◆ AIM OF THE EXERCISE
Go to the line in the entries below that holds "pub fn add_small_primes(context: &mut" and repeat exactly from there through the line that holds "if sp_nbits > floor_size", inclusive.

◆ Data items

//! The three chain-building passes: small, ctxt, and special primes
use std::f64::consts::LN_2;
use tracing::{debug, error};

use crate::{
    collections::IndexSet,
    primes::PrimeGenerator,
    sdk::api::{ChainError, ChainResult},
};

use super::{api::BootstrapOracle, context::Context};

/// Largest cyclotomic order the small-prime pass accepts.
const MAX_M: u64 = 1 << 20;

/// Substituted when the caller passes a resolution outside [1, 10].
const DEFAULT_RESOLUTION: u32 = 3;

/// Populate the `smallPrimes` role: a family of coarse floor-size primes plus
/// a ladder of sizes descending from SP_NBITS at the given bit resolution,
/// so that subset products can approximate arbitrary log-sizes.
pub fn add_small_primes(context: &mut Context, resolution: u32) -> ChainResult<()> {
    let m = context.cyclo().m();
    if m == 0 || m > MAX_M {
        error!("cyclotomic order {} not in (0, {}]", m, MAX_M);
        return Err(ChainError::BadParameter);
    }
    let resolution = if (1..=10).contains(&resolution) {
        resolution
    } else {
        DEFAULT_RESOLUTION
    };
    let sp_nbits = context.platform().sp_nbits();

    let floor_size: u32 = if sp_nbits >= 60 {
        40
    } else if sp_nbits >= 50 {
        35
    } else if sp_nbits >= 30 {
        22
    } else {
        error!("platform sp_nbits {} below minimum 30", sp_nbits);
        return Err(ChainError::BadParameter);
    };

    let mut sizes: Vec<u32> = vec![floor_size, floor_size];
    if sp_nbits < 50 {
        sizes.push(floor_size);
    }

    let mut delta = resolution;
    while sp_nbits > floor_size + delta {
        sizes.push(sp_nbits - delta);
        delta *= 2;
    }
    if sp_nbits > floor_size + 3 * resolution {
        sizes.push(sp_nbits - 3 * resolution);
    }
    if resolution == 1 && sp_nbits > floor_size + 11 {
        sizes.push(sp_nbits - 11);
    }
    sizes.sort_unstable();

    // one generator per size bucket, reused while the size repeats
    let mut generator = PrimeGenerator::new(sizes[0], m, context.platform())?;
    let mut last_size = sizes[0];
    for &size in &sizes {
        if size != last_size {
            generator = PrimeGenerator::new(size, m, context.platform())?;
            last_size = size;
        }
        context.add_small_prime(generator.next()?)?;
    }
    debug!(
        "registered {} small primes for sizes {:?}",
        sizes.len(),
        sizes
    );
    Ok(())
}

/// Populate the `ctxtPrimes` role with SP_NBITS-sized primes until their
/// product holds at least `n_bits` bits.
pub fn add_ctxt_primes(context: &mut Context, n_bits: u32) -> ChainResult<()> {
    let mut generator = PrimeGenerator::new(
        context.platform().sp_nbits(),
        context.cyclo().m(),
        context.platform(),
    )?;
    let mut bits_so_far = 0.0;
    while bits_so_far < n_bits as f64 {
        let q = generator.next()?;
        context.add_ctxt_prime(q)?;
        bits_so_far += (q as f64).log2();
    }
    Ok(())
}

/// Partition the ctxt primes into `n_dgts` key-switching digits and populate
/// the `specialPrimes` role with enough log-mass to cover the largest digit
/// plus the noise terms of key-switching.
pub fn add_special_primes(
    context: &mut Context,
    n_dgts: usize,
    bootstrap: Option<&dyn BootstrapOracle>,
) -> ChainResult<()> {
    let m = context.cyclo().m();
    let p = context.cyclo().p();

    // effective plaintext power p^r (times p^{e-e'} when bootstrappable),
    // tracked in log space: the integer power overflows u64 for large e
    let mut log_p2e = context.cyclo().log_p_pow_r();
    if let Some(oracle) = bootstrap {
        let alpha_e = oracle.alpha_e(context)?;
        if alpha_e.e < alpha_e.e_prime {
            error!(
                "bootstrapping exponents e {} < e' {}",
                alpha_e.e, alpha_e.e_prime
            );
            return Err(ChainError::BadParameter);
        }
        log_p2e += (alpha_e.e - alpha_e.e_prime) as f64 * (p as f64).ln();
    }

    let ctxt_primes = context.ctxt_primes().clone();
    let n_ctxt = ctxt_primes.card();
    if n_ctxt == 0 {
        error!("no ctxt primes registered before the special-prime pass");
        return Err(ChainError::BadParameter);
    }
    let mut n_dgts = n_dgts.clamp(1, n_ctxt);

    let mut digits: Vec<IndexSet> = Vec::with_capacity(n_dgts);
    if n_dgts == 1 {
        digits.push(ctxt_primes.clone());
    } else {
        // grow each of the first n_dgts-1 digits until the cumulative log
        // crosses its share of the total, remainder forms the last digit
        let dlog = context.log_of_product(&ctxt_primes)? / n_dgts as f64;
        let mut members = ctxt_primes.iter().peekable();
        let mut log_so_far = 0.0;
        let mut target = dlog;
        for _ in 0..n_dgts - 1 {
            let mut digit = IndexSet::new();
            while let Some(&index) = members.peek() {
                if digit.is_empty() || log_so_far < target {
                    digit.insert(index);
                    log_so_far += context.log_of_prime(index)?;
                    members.next();
                } else {
                    break;
                }
            }
            digits.push(digit);
            target += dlog;
        }
        let last: IndexSet = members.collect();
        if last.is_empty() {
            n_dgts -= 1;
        } else {
            digits.push(last);
        }
    }

    let mut max_digit_log = 0.0f64;
    for digit in &digits {
        max_digit_log = max_digit_log.max(context.log_of_product(digit)?);
    }

    let log_of_special_primes =
        max_digit_log + (n_dgts as f64).ln() + (2.0 * context.stdev()).ln() + log_p2e;

    let sp_nbits = context.platform().sp_nbits();
    let total_bits = log_of_special_primes / LN_2;
    let num_primes = (total_bits / sp_nbits as f64).ceil().max(1.0);
    let nbits = (((total_bits / num_primes).ceil() as u32) + 1).min(sp_nbits);
    debug!(
        "special primes: {} digits, log mass {}, bucket {} bits",
        n_dgts, log_of_special_primes, nbits
    );

    context.set_digits(digits);

    let mut generator = PrimeGenerator::new(nbits, m, context.platform())?;
    let mut log_so_far = 0.0;
    while log_so_far < log_of_special_primes {
        let q = generator.next()?;
        // nbits may coincide with an earlier bucket, so repeats are possible
        if context.in_chain(q) {
            continue;
        }
        context.add_special_prime(q)?;
        log_so_far += (q as f64).ln();
    }
    Ok(())
}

◆ RESULT OF THIS EXERCISE
pub fn add_small_primes(context: &mut Context, resolution: u32) -> ChainResult<()> {
    let m = context.cyclo().m();
    if m == 0 || m > MAX_M {
        error!("cyclotomic order {} not in (0, {}]", m, MAX_M);
        return Err(ChainError::BadParameter);
    }
    let resolution = if (1..=10).contains(&resolution) {
        resolution
    } else {
        DEFAULT_RESOLUTION
    };
    let sp_nbits = context.platform().sp_nbits();

    let floor_size: u32 = if sp_nbits >= 60 {
        40
    } else if sp_nbits >= 50 {
        35
    } else if sp_nbits >= 30 {
        22
    } else {
        error!("platform sp_nbits {} below minimum 30", sp_nbits);
        return Err(ChainError::BadParameter);
    };

    let mut sizes: Vec<u32> = vec![floor_size, floor_size];
    if sp_nbits < 50 {
        sizes.push(floor_size);
    }

    let mut delta = resolution;
    while sp_nbits > floor_size + delta {
        sizes.push(sp_nbits - delta);
        delta *= 2;
    }
    if sp_nbits > floor_size + 3 * resolution {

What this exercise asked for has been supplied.